What the church fathers did, along with other theologians, was recognize that they were on to something. The transcendentals of truth, goodness, and beauty corresponded to the good, the true, and the beautiful. These terms speak of reality being knowable, reality in its right form being desirable, and reality in its proper expression of being causing a sense of delight in those that behold that reality.

In these terms, it’s an ontological thing, not simply epistemological — like some method of knowing something, just a methodology. The transcendentals of being get at the very ontology of reality.

Their insight was that God created the heavens and the earth in such a way that it is in fact knowable, at least explorable and discoverable in a growing, developing way. Not that you can know everything just by perceiving it in time.
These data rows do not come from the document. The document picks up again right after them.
//! A release tag and its template context

use chrono::{Local, NaiveDate};

use crate::template::Context;

/// The release being cut.
///
/// One tag feeds the changelog section, the annotated tag message, pull
/// request text and the hosted release notes.
#[derive(Debug, Clone, PartialEq, Eq)]
pub struct Tag {
    key: String,
    ticket: Option<String>,
    date: Option<NaiveDate>,
    /// Changelog content for this release
    pub body: String,
    /// Compare URL
    pub link: Option<String>,
}

impl Tag {
    /// New tag dated today
    pub fn new(key: impl Into<String>) -> Self {
        Self {
            key: key.into(),
            ticket: None,
            date: Some(Local::now().date_naive()),
            body: String::new(),
            link: None,
        }
    }

    pub fn with_ticket(mut self, ticket: Option<String>) -> Self {
        self.ticket = ticket.filter(|t| !t.trim().is_empty());
        self
    }

    pub fn with_date(mut self, date: NaiveDate) -> Self {
        self.date = Some(date);
        self
    }

    /// Drop the date from the section header
    pub fn undated(mut self) -> Self {
        self.date = None;
        self
    }

    pub fn key(&self) -> &str {
        &self.key
    }

    pub fn ticket(&self) -> Option<&str> {
        self.ticket.as_deref()
    }

    pub fn date(&self) -> Option<NaiveDate> {
        self.date
    }

    /// `[key] - YYYY-MM-DD`, or `[key]` when undated
    pub fn section_header(&self) -> String {
        match self.date {
            Some(date) => format!("[{}] - {}", self.key, date.format("%Y-%m-%d")),
            None => format!("[{}]", self.key),
        }
    }

    /// Template context: `tag`, `version`, `ticket`, `body`, `link`, `date`,
    /// plus `repo` when known
    pub fn context(&self, repo: Option<&str>) -> Context {
        let mut context = Context::new()
            .with("tag", self.key.as_str())
            .with("version", self.key.as_str())
            .with("body", self.body.as_str());
        context.insert_opt("ticket", self.ticket.as_deref());
        context.insert_opt("link", self.link.as_deref());
        context.insert_opt("date", self.date.map(|d| d.format("%Y-%m-%d").to_string()));
        context.insert_opt("repo", repo);
        context
    }
}

#[cfg(test)]
mod tests {
    use super::*;
    use crate::template::render;

    fn date() -> NaiveDate {
        NaiveDate::from_ymd_opt(2024, 5, 17).unwrap()
    }

    #[test]
    fn test_defaults_to_today() {
        assert_eq!(Tag::new("v1.0.0").date(), Some(Local::now().date_naive()));
    }

    #[test]
    fn test_section_header() {
        let tag = Tag::new("v1.0.0").with_date(date());
        assert_eq!(tag.section_header(), "[v1.0.0] - 2024-05-17");
        assert_eq!(tag.undated().section_header(), "[v1.0.0]");
    }

    #[test]
    fn test_blank_ticket_ignored() {
        let tag = Tag::new("v1.0.0").with_ticket(Some("  ".to_string()));
        assert_eq!(tag.ticket(), None);
    }

    #[test]
    fn test_context() {
        let mut tag = Tag::new("v1.2.0")
            .with_date(date())
            .with_ticket(Some("EVAN-9".to_string()));
        tag.body = "- fixed".to_string();
        tag.link = Some("https://x/compare".to_string());

        let context = tag.context(Some("https://github.com/acme/widgets"));
        assert_eq!(
            render("{tag}|{version|noprefix}|{ticket}|{date}|{link}|{repo}", &context),
            "v1.2.0|1.2.0|EVAN-9|2024-05-17|https://x/compare|https://github.com/acme/widgets"
        );
        assert_eq!(render("{body}", &context), "- fixed");
    }

    #[test]
    fn test_context_without_optionals() {
        let context = Tag::new("v1.2.0").undated().context(None);
        assert_eq!(render(r#"{tag}{" ("ticket")"}{" on "date}"#, &context), "v1.2.0");
    }
}
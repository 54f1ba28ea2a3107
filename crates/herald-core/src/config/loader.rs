//! Configuration loading

use std::path::{Path, PathBuf};

use tracing::{debug, info, warn};

use crate::error::{ConfigError, Result};

use super::defaults::config_file_names;
use super::types::Config;
use super::validation::validate_config;

/// Load configuration from a file
pub fn load_config(path: &Path) -> Result<Config> {
    info!(path = %path.display(), "loading config");

    let content = std::fs::read_to_string(path).map_err(ConfigError::Io)?;
    let config: Config =
        serde_json::from_str(&content).map_err(|source| ConfigError::ParseError {
            path: path.to_path_buf(),
            source,
        })?;

    validate_config(&config)?;
    debug!(path = %path.display(), "config loaded and validated");
    Ok(config)
}

/// Find configuration file in directory or parent directories.
///
/// At each directory level the search checks:
///   1. `<dir>/<name>`          (e.g. `herald.json`)
///   2. `<dir>/.github/<name>`  (e.g. `.github/herald.json`)
///
/// The first match wins. Parents are walked until the filesystem root.
pub fn find_config(start_dir: &Path) -> Option<PathBuf> {
    debug!(start_dir = %start_dir.display(), "searching for config file");
    let mut current = start_dir.to_path_buf();

    loop {
        for name in config_file_names() {
            let config_path = current.join(name);
            if config_path.exists() {
                info!(path = %config_path.display(), "found config file");
                return Some(config_path);
            }

            let github_path = current.join(".github").join(name);
            if github_path.exists() {
                info!(path = %github_path.display(), "found config file in .github/");
                return Some(github_path);
            }
        }

        if !current.pop() {
            break;
        }
    }

    debug!("no config file found");
    None
}

/// Load configuration from directory (searching parent directories)
pub fn load_config_from_dir(dir: &Path) -> Result<(Config, PathBuf)> {
    let config_path = find_config(dir).ok_or_else(|| ConfigError::NotFound(dir.to_path_buf()))?;

    let config = load_config(&config_path)?;
    Ok((config, config_path))
}

/// Load configuration, falling back to defaults only when no file exists.
///
/// A config file that exists but fails to parse or validate is an error:
/// bad patterns must surface before any release step runs.
pub fn load_config_or_default(dir: &Path) -> Result<(Config, Option<PathBuf>)> {
    match find_config(dir) {
        Some(path) => {
            let config = load_config(&path)?;
            Ok((config, Some(path)))
        }
        None => {
            warn!(dir = %dir.display(), "no config found, using defaults");
            Ok((Config::default(), None))
        }
    }
}
//! CLI commands

mod changelog;
mod init;
mod release;
mod validate;
mod version;

pub use changelog::ChangelogCommand;
pub use init::InitCommand;
pub use release::ReleaseCommand;
pub use validate::ValidateCommand;
pub use version::VersionCommand;
//! Git repository access

use std::path::{Path, PathBuf};

use git2::Repository;
use tracing::{info, instrument};

use herald_core::error::GitError;

/// Result type for git operations
pub type Result<T> = std::result::Result<T, GitError>;

/// A discovered git repository and its working tree root
pub struct GitRepo {
    pub(crate) repo: Repository,
    root: PathBuf,
}

impl GitRepo {
    /// Open the repository rooted exactly at `path`
    #[instrument(fields(path = %path.display()))]
    pub fn open(path: &Path) -> Result<Self> {
        let repo = Repository::open(path).map_err(|e| {
            if e.code() == git2::ErrorCode::NotFound {
                GitError::RepositoryNotFound(path.to_path_buf())
            } else {
                GitError::OpenFailed(e.to_string())
            }
        })?;

        Ok(Self::from_repository(repo))
    }

    /// Discover the repository containing `start_path`
    #[instrument(fields(start_path = %start_path.display()))]
    pub fn discover(start_path: &Path) -> Result<Self> {
        let repo = Repository::discover(start_path).map_err(|e| {
            if e.code() == git2::ErrorCode::NotFound {
                GitError::NotARepository(start_path.to_path_buf())
            } else {
                GitError::OpenFailed(e.to_string())
            }
        })?;

        let repo = Self::from_repository(repo);
        info!(root = %repo.root.display(), "using git repository");
        Ok(repo)
    }

    fn from_repository(repo: Repository) -> Self {
        let root = repo.workdir().unwrap_or_else(|| repo.path()).to_path_buf();
        Self { repo, root }
    }

    /// Working tree root (the `.git` directory for bare repositories)
    pub fn root(&self) -> &Path {
        &self.root
    }

    /// Get the HEAD commit
    pub fn head_commit(&self) -> Result<git2::Commit<'_>> {
        let head = self.repo.head()?;
        head.peel_to_commit().map_err(GitError::Git2)
    }
}

#[cfg(test)]
mod tests {
    use super::*;
    use tempfile::TempDir;

    #[test]
    fn test_open_repo() {
        let temp = TempDir::new().unwrap();
        Repository::init(temp.path()).unwrap();
        let repo = GitRepo::open(temp.path()).unwrap();
        assert_eq!(
            repo.root().canonicalize().unwrap(),
            temp.path().canonicalize().unwrap()
        );
    }

    #[test]
    fn test_discover_repo() {
        let temp = TempDir::new().unwrap();
        Repository::init(temp.path()).unwrap();

        let subdir = temp.path().join("sub").join("dir");
        std::fs::create_dir_all(&subdir).unwrap();

        let repo = GitRepo::discover(&subdir).unwrap();
        // Canonicalize both paths to handle macOS /var -> /private/var symlink
        let repo_path = repo.root().canonicalize().unwrap();
        let temp_path = temp.path().canonicalize().unwrap();
        assert_eq!(repo_path, temp_path);
    }

    #[test]
    fn test_not_a_repo() {
        let temp = TempDir::new().unwrap();
        let result = GitRepo::open(temp.path());
        assert!(result.is_err());
    }
}
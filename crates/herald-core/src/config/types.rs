//! Configuration types

use serde::{Deserialize, Serialize};
use std::path::PathBuf;

use super::defaults;

/// Main configuration for Herald
#[derive(Debug, Clone, Serialize, Deserialize)]
#[serde(default)]
pub struct Config {
    /// JSON schema reference
    #[serde(rename = "$schema", skip_serializing_if = "Option::is_none")]
    pub schema: Option<String>,

    /// Repository web URL (derived from the git remote when unset)
    #[serde(skip_serializing_if = "Option::is_none")]
    pub repository: Option<String>,

    /// Versioning configuration
    pub versioning: VersioningConfig,

    /// Git configuration
    pub git: GitConfig,

    /// Changelog configuration
    pub changelog: ChangelogConfig,

    /// Ticket autolink rules, checked in order
    pub autolinks: Vec<AutoLinkConfig>,

    /// Annotated tag message
    pub tag_message: TemplateConfig,

    /// Pull requests opened after tagging
    pub pull_requests: PullRequestConfig,

    /// Hosted release configuration
    pub release: ReleaseConfig,
}

impl Default for Config {
    fn default() -> Self {
        Self {
            schema: None,
            repository: None,
            versioning: VersioningConfig::default(),
            git: GitConfig::default(),
            changelog: ChangelogConfig::default(),
            autolinks: Vec::new(),
            tag_message: TemplateConfig::inline(defaults::DEFAULT_TAG_MESSAGE),
            pull_requests: PullRequestConfig::default(),
            release: ReleaseConfig::default(),
        }
    }
}

/// Versioning configuration
#[derive(Debug, Clone, Serialize, Deserialize)]
#[serde(default)]
pub struct VersioningConfig {
    /// Tag format (e.g., "v{version}")
    pub tag_format: String,

    /// Regex that existing tags must match to count as releases
    #[serde(skip_serializing_if = "Option::is_none")]
    pub tag_pattern: Option<String>,

    /// Compare base for the oldest changelog section
    #[serde(skip_serializing_if = "Option::is_none")]
    pub first_ref: Option<String>,

    /// Pre-release identifier
    pub prerelease_identifier: String,
}

impl Default for VersioningConfig {
    fn default() -> Self {
        Self {
            tag_format: "v{version}".to_string(),
            tag_pattern: None,
            first_ref: None,
            prerelease_identifier: "alpha".to_string(),
        }
    }
}

/// Git configuration
#[derive(Debug, Clone, Serialize, Deserialize)]
#[serde(default)]
pub struct GitConfig {
    /// Remote name
    pub remote: String,

    /// Branch to release from
    pub branch: String,

    /// Whether to require clean working directory
    pub require_clean: bool,

    /// Whether to push the release commit and tag
    pub push: bool,

    /// Commit message template
    pub commit_message: String,

    /// Whether to sign tags
    pub sign_tags: bool,
}

impl Default for GitConfig {
    fn default() -> Self {
        Self {
            remote: "origin".to_string(),
            branch: "main".to_string(),
            require_clean: true,
            push: true,
            commit_message: "chore(release): {tag}".to_string(),
            sign_tags: false,
        }
    }
}

/// Changelog configuration
#[derive(Debug, Clone, Serialize, Deserialize)]
#[serde(default)]
pub struct ChangelogConfig {
    /// Whether to update the changelog
    pub enabled: bool,

    /// Changelog file path
    pub file: PathBuf,

    /// Template used for each commit line
    pub commit_line: String,

    /// Title of the group collecting unmatched commits
    pub fallback_group: String,

    /// Commit groups, matched in declaration order
    pub groups: Vec<DiffGroupConfig>,

    /// Commit titles to drop (`*` suffix = prefix match)
    pub ignore: Vec<String>,
}

impl Default for ChangelogConfig {
    fn default() -> Self {
        Self {
            enabled: true,
            file: PathBuf::from("CHANGELOG.md"),
            commit_line: defaults::DEFAULT_COMMIT_LINE.to_string(),
            fallback_group: "Others".to_string(),
            groups: defaults::default_groups(),
            ignore: vec!["Merge branch*".to_string(), "Merge pull request*".to_string()],
        }
    }
}

/// A commit group in the changelog
#[derive(Debug, Clone, Serialize, Deserialize)]
pub struct DiffGroupConfig {
    /// Regexes tested against the commit title
    pub matches: Vec<String>,
    /// Section title
    pub title: String,
    /// Output ordering (higher first)
    #[serde(default)]
    pub priority: i32,
}

impl DiffGroupConfig {
    /// Create a new group config
    pub fn new(title: impl Into<String>, matches: &[&str], priority: i32) -> Self {
        Self {
            matches: matches.iter().map(|m| m.to_string()).collect(),
            title: title.into(),
            priority,
        }
    }
}

/// A ticket autolink rule
#[derive(Debug, Clone, Serialize, Deserialize)]
pub struct AutoLinkConfig {
    /// Literal ticket prefixes (e.g. "PROJ-")
    pub matches: Vec<String>,
    /// Link template containing `{num}`
    pub link: String,
}

/// Template content source. Exactly one field must be set.
#[derive(Debug, Clone, Default, PartialEq, Eq, Serialize, Deserialize)]
#[serde(default)]
pub struct TemplateConfig {
    /// Inline template text
    #[serde(skip_serializing_if = "Option::is_none")]
    pub value: Option<String>,

    /// Local file containing the template
    #[serde(skip_serializing_if = "Option::is_none")]
    pub file: Option<PathBuf>,

    /// File in a GitHub repository
    #[serde(skip_serializing_if = "Option::is_none")]
    pub github: Option<GithubFileRef>,
}

impl TemplateConfig {
    /// Template with inline text
    pub fn inline(value: impl Into<String>) -> Self {
        Self {
            value: Some(value.into()),
            ..Default::default()
        }
    }

    /// Number of sources that are set
    pub fn source_count(&self) -> usize {
        [
            self.value.is_some(),
            self.file.is_some(),
            self.github.is_some(),
        ]
        .iter()
        .filter(|set| **set)
        .count()
    }
}

/// Reference to a file in a GitHub repository
#[derive(Debug, Clone, PartialEq, Eq, Serialize, Deserialize)]
pub struct GithubFileRef {
    /// Repository in `owner/name` form
    pub repo: String,
    /// Branch or ref to read from
    #[serde(default = "default_branch")]
    pub branch: String,
    /// Path inside the repository
    pub path: String,
}

fn default_branch() -> String {
    "main".to_string()
}

/// Pull request configuration
#[derive(Debug, Clone, Serialize, Deserialize)]
#[serde(default)]
pub struct PullRequestConfig {
    /// Whether to open pull requests
    pub enabled: bool,

    /// Base branches to open pull requests against
    pub branches: Vec<String>,

    /// Pull request title
    pub title: TemplateConfig,

    /// Pull request body
    pub body: TemplateConfig,

    /// Open as draft
    pub draft: bool,
}

impl Default for PullRequestConfig {
    fn default() -> Self {
        Self {
            enabled: false,
            branches: Vec::new(),
            title: TemplateConfig::inline(defaults::DEFAULT_PR_TITLE),
            body: TemplateConfig::inline(defaults::DEFAULT_PR_BODY),
            draft: false,
        }
    }
}

/// Hosted release configuration
#[derive(Debug, Clone, Serialize, Deserialize)]
#[serde(default)]
pub struct ReleaseConfig {
    /// Whether to create a GitHub release
    pub enabled: bool,

    /// Release title
    pub title: TemplateConfig,

    /// Release notes
    pub body: TemplateConfig,

    /// Create as draft
    pub draft: bool,

    /// Mark as prerelease
    pub prerelease: bool,
}

impl Default for ReleaseConfig {
    fn default() -> Self {
        Self {
            enabled: true,
            title: TemplateConfig::inline(defaults::DEFAULT_RELEASE_TITLE),
            body: TemplateConfig::inline(defaults::DEFAULT_RELEASE_BODY),
            draft: false,
            prerelease: false,
        }
    }
}
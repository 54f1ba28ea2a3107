//! Workflow helpers for Herald

mod changelog;
mod version;

pub use changelog::*;
pub use version::*;
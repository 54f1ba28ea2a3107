//! Configuration validation

use regex::{Regex, RegexBuilder};
use tracing::debug;

use crate::error::{ConfigError, Result};

use super::types::{Config, TemplateConfig};

/// Compile a user-supplied pattern (case-insensitive, multi-line)
pub fn compile_pattern(field: &str, pattern: &str) -> std::result::Result<Regex, ConfigError> {
    RegexBuilder::new(pattern)
        .case_insensitive(true)
        .multi_line(true)
        .build()
        .map_err(|source| ConfigError::PatternCompile {
            field: field.to_string(),
            pattern: pattern.to_string(),
            source,
        })
}

/// Validate configuration
pub fn validate_config(config: &Config) -> Result<()> {
    debug!("validating configuration");
    validate_versioning(config)?;
    validate_git(config)?;
    validate_changelog(config)?;
    validate_autolinks(config)?;
    validate_templates(config)?;
    debug!("configuration validation passed");
    Ok(())
}

fn validate_versioning(config: &Config) -> Result<()> {
    if !config.versioning.tag_format.contains("{version}") {
        return Err(ConfigError::InvalidValue {
            field: "versioning.tag_format".to_string(),
            message: "must contain {version} placeholder".to_string(),
        }
        .into());
    }

    if let Some(pattern) = &config.versioning.tag_pattern {
        compile_pattern("versioning.tag_pattern", pattern)?;
    }

    Ok(())
}

fn validate_git(config: &Config) -> Result<()> {
    if config.git.remote.is_empty() {
        return Err(ConfigError::InvalidValue {
            field: "git.remote".to_string(),
            message: "remote cannot be empty".to_string(),
        }
        .into());
    }

    if config.git.branch.is_empty() {
        return Err(ConfigError::InvalidValue {
            field: "git.branch".to_string(),
            message: "branch cannot be empty".to_string(),
        }
        .into());
    }

    Ok(())
}

fn validate_changelog(config: &Config) -> Result<()> {
    if config.changelog.fallback_group.trim().is_empty() {
        return Err(ConfigError::InvalidValue {
            field: "changelog.fallback_group".to_string(),
            message: "fallback group title cannot be empty".to_string(),
        }
        .into());
    }

    for (i, group) in config.changelog.groups.iter().enumerate() {
        if group.matches.is_empty() {
            return Err(ConfigError::InvalidValue {
                field: format!("changelog.groups[{}].matches", i),
                message: "group needs at least one pattern".to_string(),
            }
            .into());
        }
        for (j, pattern) in group.matches.iter().enumerate() {
            compile_pattern(&format!("changelog.groups[{}].matches[{}]", i, j), pattern)?;
        }
    }

    Ok(())
}

fn validate_autolinks(config: &Config) -> Result<()> {
    for (i, rule) in config.autolinks.iter().enumerate() {
        if rule.matches.is_empty() || rule.matches.iter().any(|m| m.is_empty()) {
            return Err(ConfigError::InvalidValue {
                field: format!("autolinks[{}].matches", i),
                message: "prefixes cannot be empty".to_string(),
            }
            .into());
        }
        if !rule.link.contains("{num}") {
            return Err(ConfigError::InvalidValue {
                field: format!("autolinks[{}].link", i),
                message: "must contain {num} placeholder".to_string(),
            }
            .into());
        }
    }

    Ok(())
}

fn validate_templates(config: &Config) -> Result<()> {
    let templates: [(&str, &TemplateConfig); 5] = [
        ("tag_message", &config.tag_message),
        ("pull_requests.title", &config.pull_requests.title),
        ("pull_requests.body", &config.pull_requests.body),
        ("release.title", &config.release.title),
        ("release.body", &config.release.body),
    ];

    for (field, template) in templates {
        if template.source_count() != 1 {
            return Err(ConfigError::InvalidValue {
                field: field.to_string(),
                message: "exactly one of value, file or github must be set".to_string(),
            }
            .into());
        }
    }

    Ok(())
}

#[cfg(test)]
mod tests {
    use super::*;
    use crate::config::{AutoLinkConfig, DiffGroupConfig};
    use crate::error::HeraldError;

    #[test]
    fn test_validate_default_config() {
        let config = Config::default();
        assert!(validate_config(&config).is_ok());
    }

    #[test]
    fn test_validate_invalid_tag_format() {
        let mut config = Config::default();
        config.versioning.tag_format = "no-placeholder".to_string();
        assert!(validate_config(&config).is_err());
    }

    #[test]
    fn test_validate_bad_group_pattern() {
        let mut config = Config::default();
        config
            .changelog
            .groups
            .push(DiffGroupConfig::new("Broken", &["[unclosed"], 0));

        match validate_config(&config) {
            Err(HeraldError::Config(ConfigError::PatternCompile { field, pattern, .. })) => {
                assert_eq!(field, "changelog.groups[5].matches[0]");
                assert_eq!(pattern, "[unclosed");
            }
            other => panic!("expected pattern error, got {:?}", other),
        }
    }

    #[test]
    fn test_validate_bad_tag_pattern() {
        let mut config = Config::default();
        config.versioning.tag_pattern = Some("(v".to_string());
        assert!(validate_config(&config).is_err());
    }

    #[test]
    fn test_validate_autolink_requires_num() {
        let mut config = Config::default();
        config.autolinks.push(AutoLinkConfig {
            matches: vec!["PROJ-".to_string()],
            link: "https://example.com/browse".to_string(),
        });
        assert!(validate_config(&config).is_err());
    }

    #[test]
    fn test_validate_template_without_source() {
        let mut config = Config::default();
        config.release.body = TemplateConfig::default();
        assert!(validate_config(&config).is_err());
    }

    #[test]
    fn test_validate_template_with_two_sources() {
        let mut config = Config::default();
        config.tag_message.file = Some("TAG.md".into());
        assert!(validate_config(&config).is_err());
    }

    #[test]
    fn test_compile_pattern_is_case_insensitive() {
        let regex = compile_pattern("test", "^fix").unwrap();
        assert!(regex.is_match("Fix: typo"));
    }
}
//! Default configuration values

use super::types::{Config, DiffGroupConfig};

/// Default configuration file name
pub const DEFAULT_CONFIG_FILE: &str = "herald.json";

/// Alternative (hidden) configuration file name
pub const ALT_CONFIG_FILE: &str = ".herald.json";

/// Get list of config file names to search for
pub fn config_file_names() -> Vec<&'static str> {
    vec![DEFAULT_CONFIG_FILE, ALT_CONFIG_FILE]
}

/// One changelog line per commit. The ticket follows a space so autolinks
/// can match it.
pub const DEFAULT_COMMIT_LINE: &str =
    r#"- {"**"scope":** "}{title}{" "ticket} ({hash}){" (#"pr")"}"#;

/// Annotated tag message
pub const DEFAULT_TAG_MESSAGE: &str = r#"{tag}{<NL><NL>body}"#;

/// Pull request title
pub const DEFAULT_PR_TITLE: &str = r#"Release {tag}{" ("ticket")"}"#;

/// Pull request body
pub const DEFAULT_PR_BODY: &str = r###"{"## "tag}{<NL><NL>body}{<NL><NL>"**Compare**: "link}"###;

/// Hosted release title
pub const DEFAULT_RELEASE_TITLE: &str = "{tag}";

/// Hosted release notes
pub const DEFAULT_RELEASE_BODY: &str = r#"{body}{<NL><NL>"**Full changelog**: "link}"#;

/// Default commit groups, in match order
pub fn default_groups() -> Vec<DiffGroupConfig> {
    vec![
        DiffGroupConfig::new("Breaking Changes", &[r"^\w+(\([^)]*\))?!:"], 30),
        DiffGroupConfig::new("Added", &["^feat"], 20),
        DiffGroupConfig::new("Fixed", &["^fix"], 10),
        DiffGroupConfig::new("Performance", &["^perf"], 5),
        DiffGroupConfig::new("Documentation", &["^docs"], 0),
    ]
}

/// Generate the default configuration as pretty JSON
pub fn default_config_json() -> String {
    let config = Config {
        schema: Some(SCHEMA_URL.to_string()),
        ..Config::default()
    };
    serde_json::to_string_pretty(&config).unwrap_or_else(|_| "{}".to_string())
}

/// Published JSON schema for the config file
pub const SCHEMA_URL: &str = "https://raw.githubusercontent.com/example/herald/main/schema.json";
There is a propriety to things, something that by its nature was meant to be good. There’s a goodness and inherent goodness.

When things are in their order and their propriety as they were meant to be, it causes delight. In this sense, beauty is not just a discrete thing, such as, “Oh, isn’t that sunset beautiful?” Or, “Isn’t that vista of the meadow something beautiful to behold?” But it was literally the metaphysics that they were working with. Their insight was the structure of reality. We can address and talk about it in these terms.

The theologians in the early church focused on beauty, the subjective nature of it. They did it in different ways. Anselm talked about the fittingness of God’s plan of redemption. The fittingness of, say, how the tree was involved in the devil’s temptation of Eve, but then how, in the plan of God, the devil is defeated by the Messiah being crucified on a tree, a wooden cross. Anselm is getting this, in large measure, from the legacy of Augustine himself. They paid attention to these symmetries, to these proportions, to the structure of the plan.

Now, sometimes their metaphysical assumptions drove them to overstate some things. For example, Anselm — following a lead of Augustine, I might add — said that the people God redeems are going to replace, one for one, the fallen angels because everything God does is perfectly symmetrical in such a way that there wouldn’t be anything where we would feel like there was too many of one being (in this case fallen angels).

They just assumed that was the way it was. They took some of their aesthetic assumptions and drove them a little too far. We can be forgiving, though, if something is over-presumed, or at least flag it. But we don’t have to throw the baby out with the bathwater.

We see in the very beginning, going back to Genesis, that the ideas of the true and the beautiful are part of the created order. Now this is in the context of Genesis 3, in the event of the fall of Adam and Eve. But what I’m quoting here in Genesis 3:6 precedes the event of the fall itself: “When the woman saw that the tree was good for food [there’s the good], and that it was a delight to the eyes [there’s the beautiful], and that the tree was to be desired to make one wise [there’s the true], she took of its fruit and ate.”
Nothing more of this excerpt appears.